I have a node with following configuration: 'a MagmaNode magma@craptop:51001,
magma@craptop:51003, magma@craptop:51004' ;
in which
- magma@craptop:51001 is the primary,
- magma@craptop:51003 is Node 2,
- magma@craptop:51004 is Node 3
If i shutdown Node 3 by calling shutdown on the serverconsole a
'MaRemoveSecondaryLocationRequest' is sent to the primary. On the primary a
MagmaNodeUpdate is initialized with as remove field the Node 3. This is
applied to the Magma node of the primary, and committed to each Node also
(MagmaNodeUpdate processUsing: aMagmaServerConsole). I can check this
because on primary, Node 2 and Node3 a new commitxxx.log appears with a new
timestamp.
Then MagmaServerConsole>>ensureCorrectNodeConfiguration is executed on the
primary. Since it is the primary it also executes:
'self sessionsForOtherLocationsDo: [ : each | each
ensureCorrectNodeConfiguration ] ', which happens only on the Node 2 (Node 3
was successfully removed from the Magma Node).
If i then debug in the Node 2, it again executes
MagmaServerConsole>>ensureCorrectNodeConfiguration, but since this is not a
primary, it executes:
beWarmBackupFor: primaryLocation . This sets up a adminsession to the
primary and registers itself as a warm backup for. However this takes a lot
of time, and in the meantime, Node 3, which was still waiting on a reply for
the original 'MaRemoveSecondaryLocationRequest' request, timeouts.
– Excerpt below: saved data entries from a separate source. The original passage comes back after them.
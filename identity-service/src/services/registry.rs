use async_trait::async_trait;
use service_core::error::AppError;
use uuid::Uuid;

use crate::models::Project;

/// Lookup surface for project (tenant) configuration.
///
/// The engine never writes projects; provisioning happens out of band.
/// Backed by Postgres in production and by [`StaticProjectRegistry`] in
/// tests.
#[async_trait]
pub trait ProjectRegistry: Send + Sync {
    /// Resolve a project by the public key browser SDKs send.
    async fn resolve_by_public_key(&self, public_key: &str) -> Result<Option<Project>, AppError>;

    /// Resolve a project by its id, used on refresh where only the
    /// project id survives inside the token.
    async fn resolve_by_id(&self, project_id: Uuid) -> Result<Option<Project>, AppError>;

    async fn health_check(&self) -> Result<(), AppError> {
        Ok(())
    }
}

/// Fixed in-memory registry seeded at construction.
pub struct StaticProjectRegistry {
    projects: Vec<Project>,
}

impl StaticProjectRegistry {
    pub fn new(projects: Vec<Project>) -> Self {
        Self { projects }
    }
}

#[async_trait]
impl ProjectRegistry for StaticProjectRegistry {
    async fn resolve_by_public_key(&self, public_key: &str) -> Result<Option<Project>, AppError> {
        Ok(self
            .projects
            .iter()
            .find(|p| p.public_key == public_key)
            .cloned())
    }

    async fn resolve_by_id(&self, project_id: Uuid) -> Result<Option<Project>, AppError> {
        Ok(self
            .projects
            .iter()
            .find(|p| p.project_id == project_id)
            .cloned())
    }
}
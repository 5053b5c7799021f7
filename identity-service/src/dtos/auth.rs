use serde::{Deserialize, Serialize};
use utoipa::{IntoParams, ToSchema};
use validator::Validate;

use crate::models::SanitizedEndUser;

/// Query parameters for `GET /sdk/authorize`.
///
/// Field names are camelCase on the wire because that is what the
/// browser SDKs send.
#[derive(Debug, Deserialize, Validate, IntoParams)]
#[serde(rename_all = "camelCase")]
#[into_params(parameter_in = Query)]
pub struct AuthorizeQuery {
    #[validate(length(min = 1, message = "publicKey is required"))]
    #[param(example = "pk_live_9f8e7d6c")]
    pub public_key: String,

    #[validate(url(message = "redirectUri must be an absolute URL"))]
    #[param(example = "https://app.example.com/callback")]
    pub redirect_uri: String,

    #[validate(length(min = 1, message = "provider is required"))]
    #[param(example = "google")]
    pub provider: String,

    #[validate(length(min = 43, max = 128, message = "codeChallenge has invalid length"))]
    #[param(example = "E9Melhoa2OwvFrEMTJguCHaoeK1t8URWbuGJSstw-cM")]
    pub code_challenge: String,

    /// Only `S256` is accepted. Missing defaults to `S256`.
    #[param(example = "S256")]
    pub code_challenge_method: Option<String>,

    /// Opaque CSRF value echoed back to the redirect URI.
    pub state: Option<String>,
}

#[derive(Debug, Deserialize, Validate, ToSchema)]
pub struct RegisterRequest {
    #[validate(length(min = 1, message = "publicKey is required"))]
    #[serde(rename = "publicKey")]
    #[schema(example = "pk_live_9f8e7d6c")]
    pub public_key: String,

    #[validate(email(message = "Invalid email format"))]
    #[schema(example = "user@example.com")]
    pub email: String,

    #[validate(length(min = 8, message = "Password must be at least 8 characters"))]
    #[schema(example = "Passw0rd!", min_length = 8)]
    pub password: String,

    #[validate(length(min = 3, max = 32, message = "Username must be 3-32 characters"))]
    #[schema(example = "jane")]
    pub username: Option<String>,
}

#[derive(Debug, Serialize, ToSchema)]
pub struct RegisterResponse {
    pub user: SanitizedEndUser,
    #[schema(example = "Registration successful. Check your email for a verification code.")]
    pub message: String,
}

#[derive(Debug, Deserialize, Validate, ToSchema)]
pub struct LoginLocalRequest {
    #[validate(length(min = 1, message = "publicKey is required"))]
    #[serde(rename = "publicKey")]
    #[schema(example = "pk_live_9f8e7d6c")]
    pub public_key: String,

    /// Id of the pending authorization request this login resumes.
    #[validate(length(min = 1, message = "sdk_request is required"))]
    #[schema(example = "9b2f1c0a4e5d6f708192a3b4c5d6e7f8")]
    pub sdk_request: String,

    #[validate(email(message = "Invalid email format"))]
    #[schema(example = "user@example.com")]
    pub email: String,

    #[validate(length(min = 1, message = "Password is required"))]
    #[schema(example = "Passw0rd!")]
    pub password: String,
}

#[derive(Debug, Deserialize, Validate, ToSchema)]
pub struct VerifyOtpRequest {
    #[validate(length(min = 1, message = "publicKey is required"))]
    #[serde(rename = "publicKey")]
    #[schema(example = "pk_live_9f8e7d6c")]
    pub public_key: String,

    #[validate(email(message = "Invalid email format"))]
    #[schema(example = "user@example.com")]
    pub email: String,

    #[validate(length(min = 6, max = 6, message = "Code must be 6 digits"))]
    #[schema(example = "482913")]
    pub otp: String,

    /// When present, a successful verification resumes the pending
    /// authorization request and the response carries a code.
    pub sdk_request: Option<String>,
}

#[derive(Debug, Deserialize, Validate, ToSchema)]
pub struct ResendVerificationRequest {
    #[validate(length(min = 1, message = "publicKey is required"))]
    #[serde(rename = "publicKey")]
    #[schema(example = "pk_live_9f8e7d6c")]
    pub public_key: String,

    #[validate(email(message = "Invalid email format"))]
    #[schema(example = "user@example.com")]
    pub email: String,
}

/// Body of `POST /sdk/token`.
#[derive(Debug, Deserialize, Validate, ToSchema)]
#[serde(rename_all = "camelCase")]
pub struct TokenRequest {
    #[validate(length(min = 1, message = "code is required"))]
    #[schema(example = "3f9a...64 hex chars")]
    pub code: String,

    /// Optional client identification. When supplied it must match the
    /// project the code was issued for.
    #[schema(example = "pk_live_9f8e7d6c")]
    pub public_key: Option<String>,

    #[validate(length(min = 43, max = 128, message = "codeVerifier has invalid length"))]
    #[schema(example = "dBjftJeZ4CVP-mB92K27uhbUJU1p1r_wW1gFWFOEjXk")]
    pub code_verifier: String,
}

#[derive(Debug, Deserialize, Validate, ToSchema)]
#[serde(rename_all = "camelCase")]
pub struct RefreshRequest {
    #[validate(length(min = 1, message = "refreshToken is required"))]
    pub refresh_token: String,
}

#[derive(Debug, Deserialize, Validate, ToSchema)]
#[serde(rename_all = "camelCase")]
pub struct LogoutRequest {
    #[validate(length(min = 1, message = "refreshToken is required"))]
    pub refresh_token: String,
}

/// Successful token exchange / refresh payload.
#[derive(Debug, Serialize, Deserialize, ToSchema)]
#[serde(rename_all = "camelCase")]
pub struct TokenResponse {
    pub access_token: String,
    pub refresh_token: String,
    #[schema(example = "Bearer")]
    pub token_type: String,
    /// Access token lifetime in seconds.
    #[schema(example = 900)]
    pub expires_in: i64,
    /// Present on code exchange, absent on refresh.
    #[serde(skip_serializing_if = "Option::is_none")]
    pub user: Option<SanitizedEndUser>,
}

/// Returned by login-local / verify-otp when the pending authorization
/// request resumes and a single-use code is issued.
#[derive(Debug, Serialize, Deserialize, ToSchema)]
#[serde(rename_all = "camelCase")]
pub struct IssuedCodeResponse {
    pub code: String,
    #[serde(skip_serializing_if = "Option::is_none")]
    pub state: Option<String>,
    pub redirect_uri: String,
}

/// Result of `POST /sdk/verify-otp`. The code fields are present only
/// when the verification resumed a pending authorization request.
#[derive(Debug, Serialize, Deserialize, ToSchema)]
#[serde(rename_all = "camelCase")]
pub struct VerifyOtpResponse {
    #[schema(example = true)]
    pub verified: bool,
    pub user: SanitizedEndUser,
    #[serde(skip_serializing_if = "Option::is_none")]
    pub code: Option<String>,
    #[serde(skip_serializing_if = "Option::is_none")]
    pub state: Option<String>,
    #[serde(skip_serializing_if = "Option::is_none")]
    pub redirect_uri: Option<String>,
}

#[derive(Debug, Serialize, ToSchema)]
pub struct MessageResponse {
    #[schema(example = "If the account exists, a new code has been sent.")]
    pub message: String,
}

/// 403 body for logins blocked on an unverified email. `error` is the
/// stable machine-readable code the SDKs branch on.
#[derive(Debug, Serialize, Deserialize, ToSchema)]
pub struct VerificationRequiredResponse {
    #[schema(example = "EMAIL_NOT_VERIFIED")]
    pub error: String,
    pub error_description: String,
    pub email: String,
    #[serde(skip_serializing_if = "Option::is_none")]
    pub sdk_request: Option<String>,
}

/// Query parameters the upstream idp sends to `/auth/{provider}/callback`.
#[derive(Debug, Deserialize)]
pub struct CallbackQuery {
    pub code: Option<String>,
    pub state: Option<String>,
    pub error: Option<String>,
    pub error_description: Option<String>,
}

/// Query parameter for `/auth/{provider}` and the local login UI.
#[derive(Debug, Deserialize)]
pub struct SdkRequestQuery {
    pub sdk_request: String,
}
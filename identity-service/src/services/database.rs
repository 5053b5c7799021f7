//! PostgreSQL persistence for projects, end users, OTPs, and sessions.

use async_trait::async_trait;
use chrono::{DateTime, Utc};
use service_core::error::AppError;
use sqlx::postgres::{PgPool, PgPoolOptions};
use std::time::Duration;
use tracing::{info, instrument};
use uuid::Uuid;

use crate::models::{EndUser, OtpCode, Project, Session};
use crate::services::credentials::CredentialStore;
use crate::services::registry::ProjectRegistry;
use crate::services::session_store::SessionStore;

/// Database connection pool wrapper.
#[derive(Clone)]
pub struct Database {
    pool: PgPool,
}

impl Database {
    /// Create a new database connection pool.
    #[instrument(skip(database_url), fields(service = "identity-service"))]
    pub async fn new(
        database_url: &str,
        max_connections: u32,
        min_connections: u32,
    ) -> Result<Self, AppError> {
        info!(
            max_connections = max_connections,
            min_connections = min_connections,
            "Connecting to PostgreSQL"
        );

        let pool = PgPoolOptions::new()
            .max_connections(max_connections)
            .min_connections(min_connections)
            .acquire_timeout(Duration::from_secs(30))
            .idle_timeout(Duration::from_secs(600))
            .connect(database_url)
            .await
            .map_err(|e| AppError::DatabaseError(anyhow::anyhow!("Failed to connect: {}", e)))?;

        info!("PostgreSQL connection pool established");

        Ok(Self { pool })
    }

    /// Wrap an existing pool.
    pub fn from_pool(pool: PgPool) -> Self {
        Self { pool }
    }

    /// Get a reference to the connection pool.
    pub fn pool(&self) -> &PgPool {
        &self.pool
    }

    /// Run database migrations.
    #[instrument(skip(self))]
    pub async fn run_migrations(&self) -> Result<(), AppError> {
        info!("Running database migrations");
        sqlx::migrate!("./migrations")
            .run(&self.pool)
            .await
            .map_err(|e| AppError::DatabaseError(anyhow::anyhow!("Migration failed: {}", e)))?;
        info!("Database migrations completed");
        Ok(())
    }

    /// Check database health.
    pub async fn ping(&self) -> Result<(), AppError> {
        sqlx::query("SELECT 1")
            .execute(&self.pool)
            .await
            .map_err(|e| AppError::DatabaseError(anyhow::anyhow!("Health check failed: {}", e)))?;
        Ok(())
    }
}

// ==================== Project Operations ====================

#[async_trait]
impl ProjectRegistry for Database {
    async fn resolve_by_public_key(&self, public_key: &str) -> Result<Option<Project>, AppError> {
        sqlx::query_as::<_, Project>("SELECT * FROM projects WHERE public_key = $1")
            .bind(public_key)
            .fetch_optional(&self.pool)
            .await
            .map_err(|e| AppError::DatabaseError(anyhow::anyhow!(e)))
    }

    async fn resolve_by_id(&self, project_id: Uuid) -> Result<Option<Project>, AppError> {
        sqlx::query_as::<_, Project>("SELECT * FROM projects WHERE project_id = $1")
            .bind(project_id)
            .fetch_optional(&self.pool)
            .await
            .map_err(|e| AppError::DatabaseError(anyhow::anyhow!(e)))
    }

    async fn health_check(&self) -> Result<(), AppError> {
        self.ping().await
    }
}

// ==================== End-User Operations ====================

#[async_trait]
impl CredentialStore for Database {
    async fn find_by_email(
        &self,
        project_id: Uuid,
        email: &str,
    ) -> Result<Option<EndUser>, AppError> {
        sqlx::query_as::<_, EndUser>(
            "SELECT * FROM end_users WHERE project_id = $1 AND LOWER(email) = LOWER($2)",
        )
        .bind(project_id)
        .bind(email)
        .fetch_optional(&self.pool)
        .await
        .map_err(|e| AppError::DatabaseError(anyhow::anyhow!(e)))
    }

    async fn find_by_id(&self, user_id: Uuid) -> Result<Option<EndUser>, AppError> {
        sqlx::query_as::<_, EndUser>("SELECT * FROM end_users WHERE user_id = $1")
            .bind(user_id)
            .fetch_optional(&self.pool)
            .await
            .map_err(|e| AppError::DatabaseError(anyhow::anyhow!(e)))
    }

    async fn find_by_provider_identity(
        &self,
        project_id: Uuid,
        provider: &str,
        provider_user_id: &str,
    ) -> Result<Option<EndUser>, AppError> {
        sqlx::query_as::<_, EndUser>(
            "SELECT * FROM end_users WHERE project_id = $1 AND provider = $2 AND provider_user_id = $3",
        )
        .bind(project_id)
        .bind(provider)
        .bind(provider_user_id)
        .fetch_optional(&self.pool)
        .await
        .map_err(|e| AppError::DatabaseError(anyhow::anyhow!(e)))
    }

    async fn username_taken(&self, project_id: Uuid, username: &str) -> Result<bool, AppError> {
        let row: Option<(i32,)> = sqlx::query_as(
            "SELECT 1 FROM end_users WHERE project_id = $1 AND username = $2 LIMIT 1",
        )
        .bind(project_id)
        .bind(username)
        .fetch_optional(&self.pool)
        .await
        .map_err(|e| AppError::DatabaseError(anyhow::anyhow!(e)))?;
        Ok(row.is_some())
    }

    async fn insert_user(&self, user: &EndUser) -> Result<(), AppError> {
        sqlx::query(
            r#"
            INSERT INTO end_users (user_id, project_id, email, username, password_hash, provider, provider_user_id, avatar_url, is_verified, created_utc, updated_utc)
            VALUES ($1, $2, $3, $4, $5, $6, $7, $8, $9, $10, $11)
            "#,
        )
        .bind(user.user_id)
        .bind(user.project_id)
        .bind(&user.email)
        .bind(&user.username)
        .bind(&user.password_hash)
        .bind(&user.provider)
        .bind(&user.provider_user_id)
        .bind(&user.avatar_url)
        .bind(user.is_verified)
        .bind(user.created_utc)
        .bind(user.updated_utc)
        .execute(&self.pool)
        .await
        .map_err(|e| match e {
            sqlx::Error::Database(ref db_err) if db_err.is_unique_violation() => {
                AppError::Conflict(anyhow::anyhow!(
                    "email or username already registered for this project"
                ))
            }
            _ => AppError::DatabaseError(anyhow::anyhow!(e)),
        })?;
        Ok(())
    }

    async fn mark_verified(&self, user_id: Uuid) -> Result<(), AppError> {
        sqlx::query("UPDATE end_users SET is_verified = true, updated_utc = NOW() WHERE user_id = $1")
            .bind(user_id)
            .execute(&self.pool)
            .await
            .map_err(|e| AppError::DatabaseError(anyhow::anyhow!(e)))?;
        Ok(())
    }

    async fn update_avatar(
        &self,
        user_id: Uuid,
        avatar_url: Option<&str>,
    ) -> Result<(), AppError> {
        sqlx::query("UPDATE end_users SET avatar_url = $1, updated_utc = NOW() WHERE user_id = $2")
            .bind(avatar_url)
            .bind(user_id)
            .execute(&self.pool)
            .await
            .map_err(|e| AppError::DatabaseError(anyhow::anyhow!(e)))?;
        Ok(())
    }

    // ==================== OTP Operations ====================

    async fn insert_otp(&self, otp: &OtpCode) -> Result<(), AppError> {
        sqlx::query(
            r#"
            INSERT INTO otp_codes (otp_id, project_id, email, code_hash, expiry_utc, consumed_utc, attempt_count, created_utc)
            VALUES ($1, $2, $3, $4, $5, $6, $7, $8)
            "#,
        )
        .bind(otp.otp_id)
        .bind(otp.project_id)
        .bind(&otp.email)
        .bind(&otp.code_hash)
        .bind(otp.expiry_utc)
        .bind(otp.consumed_utc)
        .bind(otp.attempt_count)
        .bind(otp.created_utc)
        .execute(&self.pool)
        .await
        .map_err(|e| AppError::DatabaseError(anyhow::anyhow!(e)))?;
        Ok(())
    }

    async fn find_latest_otp(
        &self,
        project_id: Uuid,
        email: &str,
    ) -> Result<Option<OtpCode>, AppError> {
        sqlx::query_as::<_, OtpCode>(
            r#"
            SELECT * FROM otp_codes
            WHERE project_id = $1 AND LOWER(email) = LOWER($2) AND consumed_utc IS NULL
            ORDER BY created_utc DESC
            LIMIT 1
            "#,
        )
        .bind(project_id)
        .bind(email)
        .fetch_optional(&self.pool)
        .await
        .map_err(|e| AppError::DatabaseError(anyhow::anyhow!(e)))
    }

    async fn record_otp_attempt(&self, otp_id: Uuid) -> Result<(), AppError> {
        sqlx::query("UPDATE otp_codes SET attempt_count = attempt_count + 1 WHERE otp_id = $1")
            .bind(otp_id)
            .execute(&self.pool)
            .await
            .map_err(|e| AppError::DatabaseError(anyhow::anyhow!(e)))?;
        Ok(())
    }

    async fn consume_otp(&self, otp_id: Uuid) -> Result<(), AppError> {
        sqlx::query("UPDATE otp_codes SET consumed_utc = NOW() WHERE otp_id = $1")
            .bind(otp_id)
            .execute(&self.pool)
            .await
            .map_err(|e| AppError::DatabaseError(anyhow::anyhow!(e)))?;
        Ok(())
    }

    async fn invalidate_otps(&self, project_id: Uuid, email: &str) -> Result<(), AppError> {
        sqlx::query(
            r#"
            UPDATE otp_codes SET consumed_utc = NOW()
            WHERE project_id = $1 AND LOWER(email) = LOWER($2) AND consumed_utc IS NULL
            "#,
        )
        .bind(project_id)
        .bind(email)
        .execute(&self.pool)
        .await
        .map_err(|e| AppError::DatabaseError(anyhow::anyhow!(e)))?;
        Ok(())
    }
}

// ==================== Session Operations ====================

#[async_trait]
impl SessionStore for Database {
    async fn insert(&self, session: &Session) -> Result<(), AppError> {
        sqlx::query(
            r#"
            INSERT INTO sessions (session_id, user_id, project_id, token_hash, expiry_utc, is_valid, ip_address, user_agent, created_utc, rotated_utc)
            VALUES ($1, $2, $3, $4, $5, $6, $7, $8, $9, $10)
            "#,
        )
        .bind(session.session_id)
        .bind(session.user_id)
        .bind(session.project_id)
        .bind(&session.token_hash)
        .bind(session.expiry_utc)
        .bind(session.is_valid)
        .bind(&session.ip_address)
        .bind(&session.user_agent)
        .bind(session.created_utc)
        .bind(session.rotated_utc)
        .execute(&self.pool)
        .await
        .map_err(|e| AppError::DatabaseError(anyhow::anyhow!(e)))?;
        Ok(())
    }

    async fn find_by_token_hash(&self, token_hash: &str) -> Result<Option<Session>, AppError> {
        sqlx::query_as::<_, Session>("SELECT * FROM sessions WHERE token_hash = $1")
            .bind(token_hash)
            .fetch_optional(&self.pool)
            .await
            .map_err(|e| AppError::DatabaseError(anyhow::anyhow!(e)))
    }

    /// One conditional UPDATE so concurrent refreshes of the same token
    /// cannot both succeed. Zero rows means the hash was already rotated,
    /// invalidated, or expired.
    async fn rotate(
        &self,
        old_token_hash: &str,
        new_token_hash: &str,
        new_expiry: DateTime<Utc>,
    ) -> Result<Option<Session>, AppError> {
        sqlx::query_as::<_, Session>(
            r#"
            UPDATE sessions
            SET token_hash = $2, expiry_utc = $3, rotated_utc = NOW()
            WHERE token_hash = $1 AND is_valid = true AND expiry_utc > NOW()
            RETURNING *
            "#,
        )
        .bind(old_token_hash)
        .bind(new_token_hash)
        .bind(new_expiry)
        .fetch_optional(&self.pool)
        .await
        .map_err(|e| AppError::DatabaseError(anyhow::anyhow!(e)))
    }

    async fn invalidate(&self, token_hash: &str) -> Result<bool, AppError> {
        let result =
            sqlx::query("UPDATE sessions SET is_valid = false WHERE token_hash = $1 AND is_valid = true")
                .bind(token_hash)
                .execute(&self.pool)
                .await
                .map_err(|e| AppError::DatabaseError(anyhow::anyhow!(e)))?;
        Ok(result.rows_affected() > 0)
    }

    async fn invalidate_user_sessions(&self, user_id: Uuid) -> Result<u64, AppError> {
        let result =
            sqlx::query("UPDATE sessions SET is_valid = false WHERE user_id = $1 AND is_valid = true")
                .bind(user_id)
                .execute(&self.pool)
                .await
                .map_err(|e| AppError::DatabaseError(anyhow::anyhow!(e)))?;
        Ok(result.rows_affected())
    }
}
use argon2::{
    password_hash::{rand_core::OsRng, PasswordHash, PasswordHasher, PasswordVerifier, SaltString},
    Argon2,
};

/// Newtype for password to prevent accidental logging
#[derive(Clone)]
pub struct Password(String);

impl Password {
    pub fn new(password: String) -> Self {
        Self(password)
    }

    pub fn as_str(&self) -> &str {
        &self.0
    }
}

impl std::fmt::Debug for Password {
    fn fmt(&self, f: &mut std::fmt::Formatter<'_>) -> std::fmt::Result {
        f.write_str("Password(***)")
    }
}

/// Newtype for password hash
#[derive(Debug, Clone)]
pub struct PasswordHashString(String);

impl PasswordHashString {
    pub fn new(hash: String) -> Self {
        Self(hash)
    }

    pub fn as_str(&self) -> &str {
        &self.0
    }

    pub fn into_string(self) -> String {
        self.0
    }
}

/// Hash a password using Argon2id with generated salt.
pub fn hash_password(password: &Password) -> Result<PasswordHashString, anyhow::Error> {
    let argon2 = Argon2::default();
    let salt = SaltString::generate(&mut OsRng);

    let password_hash = argon2
        .hash_password(password.as_str().as_bytes(), &salt)
        .map_err(|e| anyhow::anyhow!("Failed to hash password: {}", e))?
        .to_string();

    Ok(PasswordHashString::new(password_hash))
}

/// Verify a password against a hash. Constant-time under the hood.
pub fn verify_password(
    password: &Password,
    password_hash: &PasswordHashString,
) -> Result<(), anyhow::Error> {
    let parsed_hash = PasswordHash::new(password_hash.as_str())
        .map_err(|e| anyhow::anyhow!("Invalid password hash format: {}", e))?;

    Argon2::default()
        .verify_password(password.as_str().as_bytes(), &parsed_hash)
        .map_err(|_| anyhow::anyhow!("Password verification failed"))
}
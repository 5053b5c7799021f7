pub mod logging;
pub mod trace_context;

pub use logging::init_tracing;
pub use trace_context::{inject_trace_context, REQUEST_ID_HEADER, TRACEPARENT_HEADER};
//! The event side-channel: flow operations emit events after their
//! responses commit, and sinks observe them in order.

mod common;

use axum::http::StatusCode;
use common::*;
use identity_service::services::EventKind;
use std::time::Duration;

/// Delivery is fire-and-forget on a background task; poll briefly.
async fn wait_for_events(app: &TestApp, count: usize) -> Vec<EventKind> {
    for _ in 0..100 {
        if app.events.kinds().len() >= count {
            break;
        }
        tokio::time::sleep(Duration::from_millis(10)).await;
    }
    app.events.kinds()
}

#[tokio::test]
async fn test_full_flow_leaves_an_event_trail() {
    let app = spawn_app().await;

    let code = app.issue_code("trail@example.com", "Passw0rd!").await;
    let response = app
        .post_json(
            "/sdk/token",
            serde_json::json!({"code": code, "codeVerifier": VERIFIER}),
        )
        .await;
    assert_eq!(response.status(), StatusCode::OK);
    let refresh_token = read_json(response).await["refreshToken"]
        .as_str()
        .unwrap()
        .to_string();

    let response = app
        .post_json(
            "/sdk/refresh",
            serde_json::json!({"refreshToken": refresh_token}),
        )
        .await;
    assert_eq!(response.status(), StatusCode::OK);

    let kinds = wait_for_events(&app, 4).await;
    assert!(kinds.contains(&EventKind::AuthRequestCreated));
    assert!(kinds.contains(&EventKind::AuthCodeIssued));
    assert!(kinds.contains(&EventKind::TokenExchanged));
    assert!(kinds.contains(&EventKind::TokenRefreshed));
}

#[tokio::test]
async fn test_events_carry_the_project_and_no_credentials() {
    let app = spawn_app().await;

    let code = app.issue_code("payload@example.com", "Passw0rd!").await;
    let response = app
        .post_json(
            "/sdk/token",
            serde_json::json!({"code": code, "codeVerifier": VERIFIER}),
        )
        .await;
    assert_eq!(response.status(), StatusCode::OK);

    wait_for_events(&app, 3).await;
    let events = app.events.events.lock().unwrap().clone();
    assert!(!events.is_empty());

    for event in &events {
        assert_eq!(event.project_id, app.project.project_id);
        let payload = serde_json::to_string(&event.payload).unwrap();
        assert!(!payload.contains("Passw0rd!"));
        assert!(!payload.to_lowercase().contains("password"));
    }

    let exchanged = events
        .iter()
        .find(|e| e.kind == EventKind::TokenExchanged)
        .expect("token exchange should have been recorded");
    assert_eq!(exchanged.payload["email"], "payload@example.com");
    assert!(exchanged.payload["user_id"].is_string());
}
Furthermore: why has Node2 have to beWarmupBackupFor: aPrimaryLocation if it
is already a warmup for that primary location. Is it normal that he tries to
do that again? Furthermore: if there is more than 3 nodes (say for instance
10 or more) each of them is again beWarmBackupFor the primary.
The way i fixed it is:
i added following:
MagmaServerConsole>>isWarmBackupFor: primaryLocation
^primaryLocation = self node primaryLocation
which returns if this serverconsole already is a warmbackup for some primary
location.
And added following:
MagmaServerConsole>>beWarmBackupFor: primaryLocation
(self isWarmBackupFor: primaryLocation)
ifTrue: [^nil].
which is a guard clause which checks if the node is already a warmbackup for
the given primarylocation, if so, just bail out early and do nothing.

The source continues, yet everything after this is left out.